/ Anstoß - Gedanken zum Tag

Angegriffen als Person

Bibelvers

"Paulus schreibt: Wir wollen das Evangelium auch denen predigen, die jenseits von euch wohnen."

2. Korinther 10,16

Was tun, wenn ein Prediger in der Tiefe seines Herzens getroffen ist? Wenn nicht nur mal ein Satz seiner Predigt kritisiert wird, sondern infrage gestellt wird, ob er überhaupt predigen kann? Und hinter vorgehaltener Hand seine Person angegriffen wird?

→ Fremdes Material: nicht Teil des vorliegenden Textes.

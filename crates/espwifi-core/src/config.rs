//! Soft-AP and station configuration.
//!
//! The driver overlays both configurations in one union and relies on the
//! caller to pass the matching interface. Here the two are variants of
//! [`WifiConfig`], so the interface always travels with the data.

use serde::{Deserialize, Serialize};

use crate::auth::AuthMode;
use crate::error::WifiTypeError;
use crate::mode::{Country, WifiInterface};
use crate::primitives::{MacAddress, Password, Ssid};
use crate::scan::MAX_CHANNEL;

/// Most stations a soft-AP accepts.
pub const AP_MAX_CONNECTION: u8 = 4;

/// Default beacon interval in milliseconds.
pub const DEFAULT_BEACON_INTERVAL: u16 = 100;

/// Accepted beacon interval range in milliseconds.
pub const BEACON_INTERVAL_MIN: u16 = 100;
pub const BEACON_INTERVAL_MAX: u16 = 60000;

// ============================================================================
// Soft-AP
// ============================================================================

/// Configuration of the soft-AP interface.
#[derive(Debug, Clone, PartialEq, Eq, Serialize, Deserialize)]
#[serde(default)]
pub struct ApConfig {
    /// Network name broadcast by the soft-AP.
    pub ssid: Ssid,

    /// Passphrase; ignored for open networks.
    pub password: Password,

    /// Operating channel.
    pub channel: u8,

    /// Authentication mode. WEP is not supported on the soft-AP.
    pub authmode: AuthMode,

    /// Do not broadcast the SSID.
    pub ssid_hidden: bool,

    /// Maximum number of associated stations (1-4).
    pub max_connection: u8,

    /// Beacon interval in milliseconds (100-60000).
    pub beacon_interval: u16,
}

impl Default for ApConfig {
    fn default() -> Self {
        Self {
            ssid: Ssid::default(),
            password: Password::default(),
            channel: 1,
            authmode: AuthMode::Open,
            ssid_hidden: false,
            max_connection: AP_MAX_CONNECTION,
            beacon_interval: DEFAULT_BEACON_INTERVAL,
        }
    }
}

impl ApConfig {
    /// Create a soft-AP config with defaults for everything but the credentials.
    pub fn new(ssid: Ssid, password: Password, authmode: AuthMode) -> Self {
        Self {
            ssid,
            password,
            authmode,
            ..Default::default()
        }
    }

    pub fn with_channel(mut self, channel: u8) -> Self {
        self.channel = channel;
        self
    }

    pub fn with_hidden(mut self, hidden: bool) -> Self {
        self.ssid_hidden = hidden;
        self
    }

    pub fn with_max_connection(mut self, max_connection: u8) -> Self {
        self.max_connection = max_connection;
        self
    }

    pub fn with_beacon_interval(mut self, beacon_interval: u16) -> Self {
        self.beacon_interval = beacon_interval;
        self
    }

    /// Check the fields the driver would reject.
    pub fn validate(&self) -> Result<(), WifiTypeError> {
        if self.ssid.is_empty() {
            return Err(WifiTypeError::invalid("ssid", "soft-AP SSID cannot be empty"));
        }
        if self.channel == 0 || self.channel > MAX_CHANNEL {
            return Err(WifiTypeError::invalid(
                "channel",
                format!("{} is outside 1-{}", self.channel, MAX_CHANNEL),
            ));
        }
        if !self.authmode.supported_by_soft_ap() {
            return Err(WifiTypeError::invalid(
                "authmode",
                format!("{} is not supported on the soft-AP", self.authmode),
            ));
        }
        if self.password.len() < self.authmode.min_password_len() {
            return Err(WifiTypeError::invalid(
                "password",
                format!(
                    "{} requires at least {} bytes",
                    self.authmode,
                    self.authmode.min_password_len()
                ),
            ));
        }
        if self.max_connection == 0 || self.max_connection > AP_MAX_CONNECTION {
            return Err(WifiTypeError::invalid(
                "max_connection",
                format!("{} is outside 1-{}", self.max_connection, AP_MAX_CONNECTION),
            ));
        }
        if !(BEACON_INTERVAL_MIN..=BEACON_INTERVAL_MAX).contains(&self.beacon_interval) {
            return Err(WifiTypeError::invalid(
                "beacon_interval",
                format!(
                    "{} ms is outside {}-{} ms",
                    self.beacon_interval, BEACON_INTERVAL_MIN, BEACON_INTERVAL_MAX
                ),
            ));
        }
        Ok(())
    }

    /// Validate, then check the channel against a regulatory domain.
    pub fn validate_for_country(&self, country: Country) -> Result<(), WifiTypeError> {
        self.validate()?;
        if !country.allows_channel(self.channel) {
            let range = country.channel_range();
            return Err(WifiTypeError::invalid(
                "channel",
                format!(
                    "{} is not allowed in {:?} ({}-{})",
                    self.channel,
                    country,
                    range.start(),
                    range.end()
                ),
            ));
        }
        Ok(())
    }
}

// ============================================================================
// Station
// ============================================================================

/// Configuration of the station interface.
#[derive(Debug, Clone, Default, PartialEq, Eq, Serialize, Deserialize)]
#[serde(default)]
pub struct StaConfig {
    /// SSID of the target AP.
    pub ssid: Ssid,

    /// Passphrase of the target AP.
    pub password: Password,

    /// Only associate with the AP that has this BSSID.
    #[serde(skip_serializing_if = "Option::is_none")]
    pub bssid: Option<MacAddress>,
}

impl StaConfig {
    pub fn new(ssid: Ssid, password: Password) -> Self {
        Self {
            ssid,
            password,
            bssid: None,
        }
    }

    pub fn with_bssid(mut self, bssid: MacAddress) -> Self {
        self.bssid = Some(bssid);
        self
    }

    pub fn validate(&self) -> Result<(), WifiTypeError> {
        if self.ssid.is_empty() {
            return Err(WifiTypeError::invalid("ssid", "station SSID cannot be empty"));
        }
        if self.ssid.contains_nul() {
            return Err(WifiTypeError::ContainsNul { field: "ssid" });
        }
        Ok(())
    }
}

// ============================================================================
// WifiConfig
// ============================================================================

/// Configuration for one interface.
#[allow(clippy::large_enum_variant)]
#[derive(Debug, Clone, PartialEq, Eq, Serialize, Deserialize)]
#[serde(tag = "interface", rename_all = "snake_case")]
pub enum WifiConfig {
    /// Soft-AP configuration.
    #[serde(rename = "ap")]
    AccessPoint(ApConfig),

    /// Station configuration.
    #[serde(rename = "sta")]
    Station(StaConfig),
}

impl WifiConfig {
    /// The interface this configuration applies to.
    pub fn interface(&self) -> WifiInterface {
        match self {
            Self::AccessPoint(_) => WifiInterface::Ap,
            Self::Station(_) => WifiInterface::Sta,
        }
    }

    pub fn validate(&self) -> Result<(), WifiTypeError> {
        match self {
            Self::AccessPoint(ap) => ap.validate(),
            Self::Station(sta) => sta.validate(),
        }
    }

    pub fn as_access_point(&self) -> Option<&ApConfig> {
        match self {
            Self::AccessPoint(ap) => Some(ap),
            Self::Station(_) => None,
        }
    }

    pub fn as_station(&self) -> Option<&StaConfig> {
        match self {
            Self::Station(sta) => Some(sta),
            Self::AccessPoint(_) => None,
        }
    }

    pub fn ssid(&self) -> &Ssid {
        match self {
            Self::AccessPoint(ap) => &ap.ssid,
            Self::Station(sta) => &sta.ssid,
        }
    }
}

impl From<ApConfig> for WifiConfig {
    fn from(config: ApConfig) -> Self {
        Self::AccessPoint(config)
    }
}

impl From<StaConfig> for WifiConfig {
    fn from(config: StaConfig) -> Self {
        Self::Station(config)
    }
}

Dem Apostel Paulus ist das bereits vor knapp 2000 Jahren passiert. Die Christen in Korinth hatten ihre Probleme mit Paulus. Paulus geht den Konflikt an. Persönlich konnte er nicht mal eben vorbeikommen, doch er hat einen Brief geschrieben. Und auch das wird Paulus vorgehalten. Er schreibt Briefe, weil er von Angesicht zu Angesicht nicht überzeugen kann – lautet der Vorwurf.

Hat Paulus überhaupt eine Chance, aus der Nummer wieder rauszukommen?

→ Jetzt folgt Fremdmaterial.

impl TryFrom<&wifi_sta_list_t> for StationList {
    type Error = WifiTypeError;

    fn try_from(raw: &wifi_sta_list_t) -> Result<Self, Self::Error> {
        let count = usize::from(raw.num);
        if count > ESP_WIFI_MAX_CONN_NUM {
            return Err(WifiTypeError::StationCountOutOfRange {
                count: raw.num,
                capacity: ESP_WIFI_MAX_CONN_NUM,
            });
        }
        let stations: Vec<StationInfo> = raw.sta[..count]
            .iter()
            .map(|s| StationInfo::from(MacAddress::new(s.mac)))
            .collect();
        StationList::try_from(stations)
    }
}

#[cfg(test)]
mod tests {
    use super::*;
    use pretty_assertions::assert_eq;
    use std::mem::{align_of, offset_of, size_of};

    #[test]
    fn test_ap_record_layout() {
        assert_eq!(offset_of!(wifi_ap_record_t, bssid), 0);
        assert_eq!(offset_of!(wifi_ap_record_t, ssid), 6);
        assert_eq!(offset_of!(wifi_ap_record_t, primary), 38);
        assert_eq!(offset_of!(wifi_ap_record_t, second), 40);
        assert_eq!(offset_of!(wifi_ap_record_t, rssi), 44);
        assert_eq!(offset_of!(wifi_ap_record_t, authmode), 48);
        assert_eq!(size_of::<wifi_ap_record_t>(), 52);
    }

    #[test]
    fn test_ap_config_layout() {
        assert_eq!(offset_of!(wifi_ap_config_t, password), 32);
        assert_eq!(offset_of!(wifi_ap_config_t, ssid_len), 96);
        assert_eq!(offset_of!(wifi_ap_config_t, channel), 97);
        assert_eq!(offset_of!(wifi_ap_config_t, authmode), 100);
        assert_eq!(offset_of!(wifi_ap_config_t, ssid_hidden), 104);
        assert_eq!(offset_of!(wifi_ap_config_t, max_connection), 105);
        assert_eq!(offset_of!(wifi_ap_config_t, beacon_interval), 106);
        assert_eq!(size_of::<wifi_ap_config_t>(), 108);
    }

    #[test]
    fn test_sta_config_layout() {
        assert_eq!(offset_of!(wifi_sta_config_t, password), 32);
        assert_eq!(offset_of!(wifi_sta_config_t, bssid_set), 96);
        assert_eq!(offset_of!(wifi_sta_config_t, bssid), 97);
        assert_eq!(size_of::<wifi_sta_config_t>(), 103);
    }

    #[test]
    fn test_config_union_fits_larger_variant() {
        let larger = size_of::<wifi_ap_config_t>().max(size_of::<wifi_sta_config_t>());
        assert_eq!(size_of::<wifi_config_t>(), larger);
        assert_eq!(size_of::<wifi_config_t>(), 108);
        assert_eq!(align_of::<wifi_config_t>(), 4);
    }

    #[test]
    fn test_station_list_layout() {
        assert_eq!(size_of::<wifi_sta_info_t>(), 6);
        assert_eq!(offset_of!(wifi_sta_list_t, num), 60);
        assert_eq!(size_of::<wifi_sta_list_t>(), 61);
    }

    #[test]
    fn test_scan_config_layout() {
        let ptr = size_of::<*const u8>();
        assert_eq!(offset_of!(wifi_scan_config_t<'static>, bssid), ptr);
        assert_eq!(offset_of!(wifi_scan_config_t<'static>, channel), 2 * ptr);
        assert_eq!(offset_of!(wifi_scan_config_t<'static>, show_hidden), 2 * ptr + 1);
        assert_eq!(
            size_of::<wifi_scan_config_t<'static>>(),
            (2 * ptr + 2).next_multiple_of(ptr)
        );
    }

    #[test]
    fn test_scan_config_borrows_caller_buffers() {
        let ssid = b"cafe\0";
        let bssid = MacAddress::new([1, 2, 3, 4, 5, 6]);
        let config = ScanConfig::all_channels()
            .with_ssid(ssid)
            .with_bssid(&bssid)
            .with_channel(6);

        let raw = wifi_scan_config_t::from_typed(&config).unwrap();
        assert_eq!(raw.ssid as *const u8, ssid.as_ptr());
        assert_eq!(raw.bssid, bssid.0.as_ptr());
        assert_eq!(raw.channel, 6);
        assert!(!raw.show_hidden);
    }

    #[test]
    fn test_scan_config_without_filters_is_null() {
        let raw = wifi_scan_config_t::from_typed(&ScanConfig::all_channels()).unwrap();
        assert!(raw.ssid.is_null());
        assert!(raw.bssid.is_null());
        assert_eq!(raw.channel, 0);
    }

    #[test]
    fn test_scan_config_rejects_unterminated_ssid() {
        let config = ScanConfig::all_channels().with_ssid(b"cafe");
        assert_eq!(
            wifi_scan_config_t::from_typed(&config).unwrap_err(),
            WifiTypeError::SsidFilterNotTerminated
        );
    }

    #[test]
    fn test_ap_record_conversion() {
        let record = ApRecord {
            bssid: MacAddress::new([0x24, 0x0a, 0xc4, 0x11, 0x22, 0x33]),
            ssid: Ssid::try_from("cafe").unwrap(),
            primary: 6,
            second: SecondChannel::Below,
            rssi: -71,
            authmode: AuthMode::WpaWpa2Psk,
        };
        let raw = wifi_ap_record_t::from(&record);
        assert_eq!(raw.second, 2);
        assert_eq!(raw.authmode, 4);
        assert_eq!(raw.rssi, -71);
        assert_eq!(ApRecord::try_from(&raw).unwrap(), record);
    }

    #[test]
    fn test_ap_record_unknown_authmode() {
        let mut raw = wifi_ap_record_t::from(&ApRecord::default());
        raw.authmode = 9;
        assert_eq!(
            ApRecord::try_from(&raw).unwrap_err(),
            WifiTypeError::UnknownValue {
                kind: "auth mode",
                value: 9
            }
        );
    }

    #[test]
    fn test_config_union_ap() {
        let ap = ApConfig::new(
            Ssid::try_from("esp-ap").unwrap(),
            Password::try_from("password123").unwrap(),
            AuthMode::Wpa2Psk,
        )
        .with_hidden(true);
        let config = WifiConfig::AccessPoint(ap.clone());

        let raw = wifi_config_t::from_typed(&config);
        // SAFETY: written as an AP config just above.
        let fields = unsafe { raw.ap };
        assert_eq!(fields.ssid_len, 6);
        assert_eq!(fields.ssid_hidden, 1);
        assert_eq!(fields.authmode, AuthMode::Wpa2Psk.to_raw());

        // SAFETY: same field as written.
        let back = unsafe { raw.to_typed(WifiInterface::Ap) }.unwrap();
        assert_eq!(back, config);
    }

    #[test]
    fn test_config_union_sta() {
        let sta = StaConfig::new(
            Ssid::try_from("home").unwrap(),
            Password::try_from("secret-pass").unwrap(),
        )
        .with_bssid(MacAddress::new([0xaa, 0xbb, 0xcc, 0xdd, 0xee, 0xff]));
        let config = WifiConfig::Station(sta);

        let raw = wifi_config_t::from_typed(&config);
        // SAFETY: written as a station config just above.
        let fields = unsafe { raw.sta };
        assert!(fields.bssid_set);
        assert_eq!(fields.bssid, [0xaa, 0xbb, 0xcc, 0xdd, 0xee, 0xff]);

        // SAFETY: same field as written.
        let back = unsafe { raw.to_typed(WifiInterface::Sta) }.unwrap();
        assert_eq!(back, config);
    }

    #[test]
    fn test_sta_without_bssid() {
        let raw = wifi_sta_config_t::from(&StaConfig::default());
        assert!(!raw.bssid_set);
        assert_eq!(raw.bssid, [0; 6]);
        assert_eq!(StaConfig::from(&raw).bssid, None);
    }

    #[test]
    fn test_ap_config_nul_terminated_ssid() {
        let mut raw = wifi_ap_config_t::from(&ApConfig::default());
        raw.ssid[..4].copy_from_slice(b"mesh");
        raw.ssid_len = 0;
        let ap = ApConfig::try_from(&raw).unwrap();
        assert_eq!(ap.ssid.as_str(), Some("mesh"));
    }

    #[test]
    fn test_station_list_conversion() {
        let mut list = StationList::new();
        list.push(MacAddress::new([2, 0, 0, 0, 0, 1]).into()).unwrap();
        list.push(MacAddress::new([2, 0, 0, 0, 0, 2]).into()).unwrap();

        let raw = wifi_sta_list_t::from(&list);
        assert_eq!(raw.num, 2);
        assert_eq!(raw.sta[1].mac, [2, 0, 0, 0, 0, 2]);
        assert_eq!(raw.sta[2].mac, [0; 6]);
        assert_eq!(StationList::try_from(&raw).unwrap(), list);
    }

    #[test]
    fn test_station_list_count_out_of_range() {
        let raw = wifi_sta_list_t {
            num: 11,
            ..Default::default()
        };
        assert_eq!(
            StationList::try_from(&raw).unwrap_err(),
            WifiTypeError::StationCountOutOfRange {
                count: 11,
                capacity: 10
            }
        );
    }
}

Ja, mit Gottes Hilfe. Paulus klammert sich an Gott selbst. Er hat den Korinthern von Jesus Christus erzählt. Was sich auf Dauer durch das Evangelium bei den Christen in Korinth verändern wird – das wird ihn, den Prediger, auszeichnen. Keine schnelle Lösung, sondern eine, die Geduld fordert, von Paulus und von den Christen in Korinth.

Und dann sagt Paulus, warum er nicht als Nächstes nach Korinth aufbrechen wird. Das hängt mit seinem Auftrag zusammen. Der lautet so: „Wir wollen das Evangelium auch denen predigen, die jenseits von euch wohnen.“ Mit anderen Worten, ihr kennt das Evangelium schon – doch es gibt noch genug, die noch nie etwas von Jesus Christus gehört haben. Die haben jetzt Vorrang.